[Items listed in a dataset]
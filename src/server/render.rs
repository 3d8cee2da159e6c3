use crate::analysis::{AnalysisResult, EmotionKey, EmotionScores};
use axum::http::StatusCode;

pub const INVALID_TEXT_MESSAGE: &str = "Invalid text! Please try again!";
pub const UNEXPECTED_ERROR_MESSAGE: &str = "An unexpected error occurred. Please try again later.";

/// Status code and plain-text body for an analysis result.
pub fn render(result: &AnalysisResult) -> (StatusCode, String) {
    match result {
        AnalysisResult::Empty => (StatusCode::BAD_REQUEST, INVALID_TEXT_MESSAGE.to_string()),
        AnalysisResult::Failed { message } => (
            StatusCode::INTERNAL_SERVER_ERROR,
            format!("Emotion analysis failed: {}", message),
        ),
        AnalysisResult::Scored { scores, dominant } => (StatusCode::OK, sentence(scores, *dominant)),
    }
}

fn sentence(scores: &EmotionScores, dominant: EmotionKey) -> String {
    format!(
        "For the given statement, the system response is \
         'anger': {}, 'disgust': {}, 'fear': {}, 'joy': {} and 'sadness': {}. \
         The dominant emotion is {}.",
        format_score(scores.anger),
        format_score(scores.disgust),
        format_score(scores.fear),
        format_score(scores.joy),
        format_score(scores.sadness),
        dominant,
    )
}

/// Shortest round-trip form, in the layout of a Python float repr: a trailing
/// `.0` on whole numbers and a signed two-digit exponent outside `[1e-4, 1e16)`.
fn format_score(score: f64) -> String {
    let magnitude = score.abs();

    if !score.is_finite() {
        score.to_string()
    } else if magnitude != 0.0 && !(1e-4..1e16).contains(&magnitude) {
        let formatted = format!("{:e}", score);
        match formatted.split_once('e') {
            Some((mantissa, exponent)) => {
                let (sign, digits) = match exponent.strip_prefix('-') {
                    Some(digits) => ('-', digits),
                    None => ('+', exponent),
                };
                format!("{}e{}{:0>2}", mantissa, sign, digits)
            }
            None => formatted,
        }
    } else if score.fract() == 0.0 {
        format!("{:.1}", score)
    } else {
        score.to_string()
    }
}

Problem
The entries above are to be restated word for word.

Written answer
filename src/server/render.rs
repository 3d8cee2da159e6c3
use crate::analysis::{AnalysisResult, EmotionKey, EmotionScores};
use axum::http::StatusCode;

pub const INVALID_TEXT_MESSAGE: &str = "Invalid text! Please try again!";
pub const UNEXPECTED_ERROR_MESSAGE: &str = "An unexpected error occurred. Please try again later.";

/// Status code and plain-text body for an analysis result.
pub fn render(result: &AnalysisResult) -> (StatusCode, String) {
    match result {
        AnalysisResult::Empty => (StatusCode::BAD_REQUEST, INVALID_TEXT_MESSAGE.to_string()),
        AnalysisResult::Failed { message } => (
            StatusCode::INTERNAL_SERVER_ERROR,
            format!("Emotion analysis failed: {}", message),
        ),
        AnalysisResult::Scored { scores, dominant } => (StatusCode::OK, sentence(scores, *dominant)),
    }
}

fn sentence(scores: &EmotionScores, dominant: EmotionKey) -> String {
    format!(
        "For the given statement, the system response is \
         'anger': {}, 'disgust': {}, 'fear': {}, 'joy': {} and 'sadness': {}. \
         The dominant emotion is {}.",
        format_score(scores.anger),
        format_score(scores.disgust),
        format_score(scores.fear),
        format_score(scores.joy),
        format_score(scores.sadness),
        dominant,
    )
}

/// Shortest round-trip form, in the layout of a Python float repr: a trailing
/// `.0` on whole numbers and a signed two-digit exponent outside `[1e-4, 1e16)`.
fn format_score(score: f64) -> String {
    let magnitude = score.abs();

    if !score.is_finite() {
        score.to_string()
    } else if magnitude != 0.0 && !(1e-4..1e16).contains(&magnitude) {
        let formatted = format!("{:e}", score);
        match formatted.split_once('e') {
            Some((mantissa, exponent)) => {
                let (sign, digits) = match exponent.strip_prefix('-') {
                    Some(digits) => ('-', digits),
                    None => ('+', exponent),
                };
                format!("{}e{}{:0>2}", mantissa, sign, digits)
            }
            None => formatted,
        }
    } else if score.fract() == 0.0 {
        format!("{:.1}", score)
    } else {
        score.to_string()
    }
}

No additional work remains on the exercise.